Buono a sapersi: Negli Stati Uniti, soprattutto i grandi provider (come Comcast) sono acerrimi oppositori del DoH perché, tra le altre cose, rende molto più difficile la pubblicità mirata. Per questo motivo, un gruppo di ISP ha creato una presentazione con dichiarazioni fuorvianti e persino false sul DoH, nella speranza di creare un atteggiamento negativo da parte dei legislatori e del Congresso.
Quali browser supportano già DoH?
3.1 Mozilla Firefox
Mozilla e il provider americano di servizi Internet Cloudflare sono le forze trainanti del DNS over HTTPS, motivo per cui Firefox è stato anche il primo browser con DoH integrato. Nella versione attuale, è possibile attivare la funzione tramite“Impostazioni -> Impostazioni di connessione“.
Suggerimento: Firefox gestisce tutte le richieste DoH tramite un resolver Cloudflare per impostazione predefinita.
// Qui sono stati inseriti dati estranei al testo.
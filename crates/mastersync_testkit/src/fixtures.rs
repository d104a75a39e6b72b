//! Test fixtures: keys, sealed payloads, sample records and batches.

use mastersync_codec::{seal_payload, AesGcmCrypto, EncryptionKey};
use mastersync_protocol::{CategoryDataset, SyncBatch};
use mastersync_storage::{StoreDir, StoreSet};
use serde_json::{json, Value};
use std::path::Path;
use std::sync::Arc;
use tempfile::TempDir;

/// Key material shared by every fixture.
pub const TEST_KEY: [u8; 32] = [0x5a; 32];

/// The fixture encryption key.
pub fn test_key() -> EncryptionKey {
    EncryptionKey::from_bytes(&TEST_KEY).expect("fixture key has the right size")
}

/// A cipher over [`TEST_KEY`].
pub fn test_cipher() -> Arc<AesGcmCrypto> {
    Arc::new(AesGcmCrypto::new(test_key()))
}

/// Seals records into a payload.
pub fn seal(cipher: &AesGcmCrypto, records: &[Value]) -> String {
    seal_payload(cipher, records).expect("fixture records seal")
}

/// Two records for a standard wire category, valid for its shape.
///
/// Unknown categories get a generic `code`/`langCode` record.
pub fn sample_records(category: &str) -> Vec<Value> {
    match category {
        "MachineType" => vec![
            json!({"code": "DKS", "langCode": "eng", "name": "Desktop", "isActive": true}),
            json!({"code": "LPT", "langCode": "eng", "name": "Laptop", "isActive": true}),
        ],
        "MachineSpecification" => vec![
            json!({"id": "1001", "langCode": "eng", "name": "Dell", "machineTypeCode": "DKS"}),
            json!({"id": "1002", "langCode": "eng", "name": "HP", "machineTypeCode": "LPT"}),
        ],
        "Machine" => vec![
            json!({
                "id": "10001", "langCode": "eng", "name": "reg-client-01",
                "macAddress": "A4-BB-6D-0F-B4-D0", "serialNum": "SN-01",
                "machineSpecId": "1001", "regCenterId": "10001",
                "validityDateTime": "2030-12-31T00:00:00.000Z", "isActive": true
            }),
            json!({"id": "10002", "name": "reg-client-02", "isActive": false}),
        ],
        "RegistrationCenterType" => vec![
            json!({"code": "REG", "langCode": "eng", "name": "Regular"}),
            json!({"code": "REG", "langCode": "fra", "name": "Régulier"}),
        ],
        "RegistrationCenter" => vec![
            json!({
                "id": "10001", "langCode": "eng", "name": "Center A",
                "centerTypeCode": "REG", "latitude": "34.52", "longitude": "-6.45",
                "numberOfKiosks": 3, "workingHours": "8:00:00", "isActive": true
            }),
            json!({"id": "10001", "langCode": "fra", "name": "Centre A", "numberOfKiosks": "3"}),
        ],
        "RegistrationCenterMachine" => vec![
            json!({"regCenterId": "10001", "machineId": "10001", "isActive": true}),
            json!({"regCenterId": "10001", "machineId": "10002", "isActive": true}),
        ],
        "RegistrationCenterUser" => vec![
            json!({"regCenterId": "10001", "userId": "operator1", "isActive": true}),
            json!({"regCenterId": "10001", "userId": "supervisor1", "isActive": true}),
        ],
        "AppRolePriority" => vec![
            json!({"appId": "reg", "processId": "login", "roleCode": "REG_ADMIN", "priority": 1}),
            json!({"appId": "reg", "processId": "login", "roleCode": "REG_OFFICER", "priority": 2}),
        ],
        "AppAuthenticationMethod" => vec![
            json!({
                "appId": "reg", "processId": "login", "roleCode": "REG_OFFICER",
                "authMethodCode": "PWD", "methodSequence": 1
            }),
            json!({
                "appId": "reg", "processId": "login", "roleCode": "REG_OFFICER",
                "authMethodCode": "FINGERPRINT", "methodSequence": 2
            }),
        ],
        "TemplateFileFormat" => vec![
            json!({"code": "html", "langCode": "eng", "description": "HTML"}),
            json!({"code": "txt", "langCode": "eng", "description": "Text"}),
        ],
        "TemplateType" => vec![
            json!({"code": "reg-ack", "langCode": "eng", "description": "Acknowledgement"}),
            json!({"code": "reg-preview", "langCode": "eng", "description": "Preview"}),
        ],
        "Template" => vec![
            json!({
                "id": "T1", "langCode": "eng", "name": "Ack", "fileFormatCode": "html",
                "fileText": "<html>$name</html>", "templateTypeCode": "reg-ack"
            }),
            json!({"id": "T2", "langCode": "eng", "name": "Preview", "templateTypeCode": "reg-preview"}),
        ],
        "DocumentType" => vec![
            json!({"code": "CIN", "langCode": "eng", "name": "National ID"}),
            json!({"code": "PSP", "langCode": "eng", "name": "Passport"}),
        ],
        "DocumentCategory" => vec![
            json!({"code": "POI", "langCode": "eng", "name": "Proof of Identity"}),
            json!({"code": "POA", "langCode": "eng", "name": "Proof of Address"}),
        ],
        "ApplicantValidDocument" => vec![
            json!({"appTypeCode": "001", "docTypeCode": "CIN", "docCatCode": "POI"}),
            json!({"appTypeCode": "001", "docTypeCode": "PSP", "docCatCode": "POI"}),
        ],
        "ValidDocument" => vec![
            json!({"docTypeCode": "CIN", "docCategoryCode": "POI", "isActive": true}),
            json!({"docTypeCode": "PSP", "docCategoryCode": "POI", "isActive": true}),
        ],
        "BiometricType" => vec![
            json!({"code": "FNR", "langCode": "eng", "name": "Fingerprint"}),
            json!({"code": "IRS", "langCode": "eng", "name": "Iris"}),
        ],
        "BiometricAttribute" => vec![
            json!({"code": "LF_INDEX", "langCode": "eng", "biometricTypeCode": "FNR"}),
            json!({"code": "L_IRIS", "langCode": "eng", "biometricTypeCode": "IRS"}),
        ],
        "IdType" => vec![
            json!({"code": "UIN", "langCode": "eng", "name": "UIN"}),
            json!({"code": "RID", "langCode": "eng", "name": "RID"}),
        ],
        "Location" => vec![
            json!({"code": "MOR", "langCode": "eng", "name": "Morocco", "hierarchyLevel": 0}),
            json!({
                "code": "RSK", "langCode": "eng", "name": "Rabat Sale Kenitra",
                "hierarchyLevel": "1", "parentLocCode": "MOR"
            }),
        ],
        "LocationHierarchy" => vec![
            json!({"hierarchyLevel": 0, "hierarchyLevelName": "Country", "langCode": "eng"}),
            json!({"hierarchyLevel": 1, "hierarchyLevelName": "Region", "langCode": "eng"}),
        ],
        "BlacklistedWords" => vec![
            json!({"word": "damn", "langCode": "eng"}),
            json!({"word": "merde", "langCode": "fra"}),
        ],
        "ProcessList" => vec![
            json!({"id": "NEW", "langCode": "eng", "name": "New Registration"}),
            json!({"id": "UPDATE", "langCode": "eng", "name": "Update UIN"}),
        ],
        "ScreenDetail" => vec![
            json!({"id": "login", "langCode": "eng", "appId": "reg", "name": "Login"}),
            json!({"id": "home", "langCode": "eng", "appId": "reg", "name": "Home"}),
        ],
        "ScreenAuthorization" => vec![
            json!({"screenId": "login", "roleCode": "REG_OFFICER", "isPermitted": true}),
            json!({"screenId": "home", "roleCode": "REG_OFFICER", "isPermitted": "true"}),
        ],
        "Language" => vec![
            json!({"code": "eng", "name": "English", "isActive": true}),
            json!({"code": "fra", "name": "French", "nativeName": "Français", "isActive": true}),
        ],
        "ReasonCategory" => vec![
            json!({"code": "CLR", "langCode": "eng", "name": "Client Rejection"}),
            json!({"code": "MNA", "langCode": "eng", "name": "Manual Adjudication"}),
        ],
        "ReasonList" => vec![
            json!({"code": "BPQ", "rsnCatCode": "CLR", "langCode": "eng", "name": "Bad photo"}),
            json!({"code": "DOC", "rsnCatCode": "CLR", "langCode": "eng", "name": "Bad document"}),
        ],
        "SyncJobDef" => vec![
            json!({"id": "MDS_J00001", "name": "Master Data Sync", "apiName": "masterSyncJob", "syncFreq": "0 0 11 * * ?"}),
            json!({"id": "PVS_J00002", "name": "Packet Status", "apiName": "packetSyncStatusJob"}),
        ],
        "PermittedLocalConfig" => vec![
            json!({"code": "mosip.registration.audit_log_deletion_configured_days", "name": "audit", "type": "CONFIGURATION"}),
            json!({"code": "mosip.registration.language", "name": "language", "type": "CONFIGURATION"}),
        ],
        _ => vec![
            json!({"id": "1", "code": "1", "langCode": "eng", "name": "first"}),
            json!({"id": "2", "code": "2", "langCode": "eng", "name": "second"}),
        ],
    }
}

/// Dynamic field records for one field name, one per language.
pub fn dynamic_records(name: &str, langs: &[&str]) -> Vec<Value> {
    langs
        .iter()
        .map(|lang| {
            json!({
                "id": format!("{name}-{lang}"),
                "name": name,
                "langCode": lang,
                "dataType": "string",
                "fieldVal": [{"code": "C1", "value": format!("{name} {lang}")}],
                "isActive": true
            })
        })
        .collect()
}

/// An identity schema document with two process specs.
pub fn schema_document(id_version: f64) -> Value {
    json!({
        "id": "schema-fixture",
        "idVersion": id_version,
        "schema": [
            {"id": "fullName", "type": "simpleType", "required": true},
            {"id": "dateOfBirth", "type": "string", "required": true}
        ],
        "schemaJson": "{\"type\":\"object\"}",
        "effectiveFrom": "2024-01-01T00:00:00.000Z",
        "newProcess": {
            "id": "NEW", "order": 1, "flow": "NEW", "isActive": true,
            "label": {"eng": "New Registration"},
            "screens": [{"name": "DemographicDetails", "order": 1}]
        },
        "updateProcess": {
            "id": "UPDATE", "order": 2, "flow": "UPDATE", "isActive": true,
            "label": {"eng": "Update UIN"},
            "screens": []
        }
    })
}

/// Builds sync batches with sealed payloads.
pub struct BatchBuilder {
    cipher: Arc<AesGcmCrypto>,
    batch: SyncBatch,
}

impl BatchBuilder {
    /// Starts an empty batch sealed with [`test_cipher`].
    pub fn new() -> Self {
        Self::with_cipher(test_cipher())
    }

    /// Starts an empty batch sealed with another cipher.
    pub fn with_cipher(cipher: Arc<AesGcmCrypto>) -> Self {
        Self {
            cipher,
            batch: SyncBatch::default(),
        }
    }

    /// Adds a fixed dataset.
    pub fn fixed(mut self, category: &str, records: &[Value]) -> Self {
        let payload = seal(&self.cipher, records);
        self.batch
            .push(CategoryDataset::fixed(category, Some(payload)));
        self
    }

    /// Adds a fixed dataset with its [`sample_records`].
    pub fn sample(self, category: &str) -> Self {
        let records = sample_records(category);
        self.fixed(category, &records)
    }

    /// Adds a fixed dataset with a raw, possibly invalid, payload.
    pub fn fixed_raw(mut self, category: &str, payload: Option<&str>) -> Self {
        self.batch
            .push(CategoryDataset::fixed(category, payload.map(str::to_string)));
        self
    }

    /// Adds a dynamic dataset.
    pub fn dynamic(mut self, name: &str, records: &[Value]) -> Self {
        let payload = seal(&self.cipher, records);
        self.batch
            .push(CategoryDataset::dynamic(name, Some(payload)));
        self
    }

    /// Sets `lastSyncTime`.
    pub fn last_sync_time(mut self, time: &str) -> Self {
        self.batch.last_sync_time = Some(time.to_string());
        self
    }

    /// Finishes the batch.
    pub fn build(self) -> SyncBatch {
        self.batch
    }
}

impl Default for BatchBuilder {
    fn default() -> Self {
        Self::new()
    }
}

/// A batch with sample records for every category plus two dynamic fields.
pub fn full_batch<'a>(categories: impl IntoIterator<Item = &'a str>) -> SyncBatch {
    categories
        .into_iter()
        .fold(BatchBuilder::new(), BatchBuilder::sample)
        .dynamic("gender", &dynamic_records("gender", &["eng", "fra"]))
        .dynamic("bloodType", &dynamic_records("bloodType", &["eng"]))
        .last_sync_time("2024-03-01T10:30:00.000Z")
        .build()
}

/// A store directory in a temporary location, removed on drop.
pub struct TempStoreDir {
    dir: Arc<StoreDir>,
    _temp: TempDir,
}

impl TempStoreDir {
    /// Creates and locks a fresh store directory.
    pub fn new() -> Self {
        let temp = TempDir::new().expect("temp dir");
        let dir = StoreDir::open(temp.path(), true).expect("store dir opens");
        Self {
            dir: Arc::new(dir),
            _temp: temp,
        }
    }

    /// The shared store directory.
    pub fn dir(&self) -> Arc<StoreDir> {
        Arc::clone(&self.dir)
    }

    /// Path of the directory.
    pub fn path(&self) -> &Path {
        self.dir.path()
    }

    /// A file-backed store set over the given categories.
    pub fn store_set<'a>(&self, categories: impl IntoIterator<Item = &'a str>) -> StoreSet {
        StoreSet::open_dir(self.dir(), categories).expect("file stores open")
    }
}

impl Default for TempStoreDir {
    fn default() -> Self {
        Self::new()
    }
}

#[cfg(test)]
mod tests {
    use super::*;
    use mastersync_codec::PayloadCodec;

    #[test]
    fn builder_seals_decodable_payloads() {
        let batch = BatchBuilder::new()
            .sample("Language")
            .fixed_raw("Machine", None)
            .dynamic("gender", &dynamic_records("gender", &["eng"]))
            .build();

        assert_eq!(batch.entries.len(), 3);
        let codec = PayloadCodec::new(test_cipher());
        let records = codec
            .decode(batch.entries[0].encrypted_payload.as_deref())
            .unwrap();
        assert_eq!(records.len(), 2);
        assert_eq!(batch.dynamic_datasets().count(), 1);
    }

    #[test]
    fn temp_store_dir_sets() {
        let temp = TempStoreDir::new();
        let set = temp.store_set(["Language"]);
        assert_eq!(set.categories(), vec!["Language"]);
        assert!(temp.path().join("LOCK").exists());
    }
}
Le impostazioni personali relative alla gestione del DNS vengono semplicemente aggirate. In alternativa, è possibile impostare un altro risolutore DoH.
3.2 Google Chrome
Dopo Firefox, Google Chrome è il secondo browser dotato di DoH. Tuttavia, è necessario attivarlo qui tramite il link“chrome://flags/#dns-over-https“. Attualmente funziona già per Windows, Mac, Android e Chrome OS, ma gli utenti Linux sono purtroppo esclusi per il momento.
Dopo aver attivato la funzione, Chrome invia le richieste DNS allo stesso server di prima, ma cripta il traffico se dispone di un’interfaccia compatibile con DoH. In caso contrario, le richieste vengono inviate in chiaro.
3.3 Browser basati su Chromium
Molti altri browser noti (tra cui Microsoft Edge, Opera o Vivaldi, ad esempio) sono basati su Chromium e sul suo motore Blink. Il DNS over HTTPS è quindi presente anche in questi e può essere attivato nelle rispettive impostazioni.
Buono a sapersi: Apple sta attualmente mantenendo un profilo molto basso per quanto riguarda le domande sull’implementazione di DoH in Safari. Tuttavia, poiché le nuove versioni del browser contengono già un numero crescente di singole funzioni di protezione dei dati, è molto probabile che nel prossimo futuro venga presa una decisione anche in merito al protocollo DoH.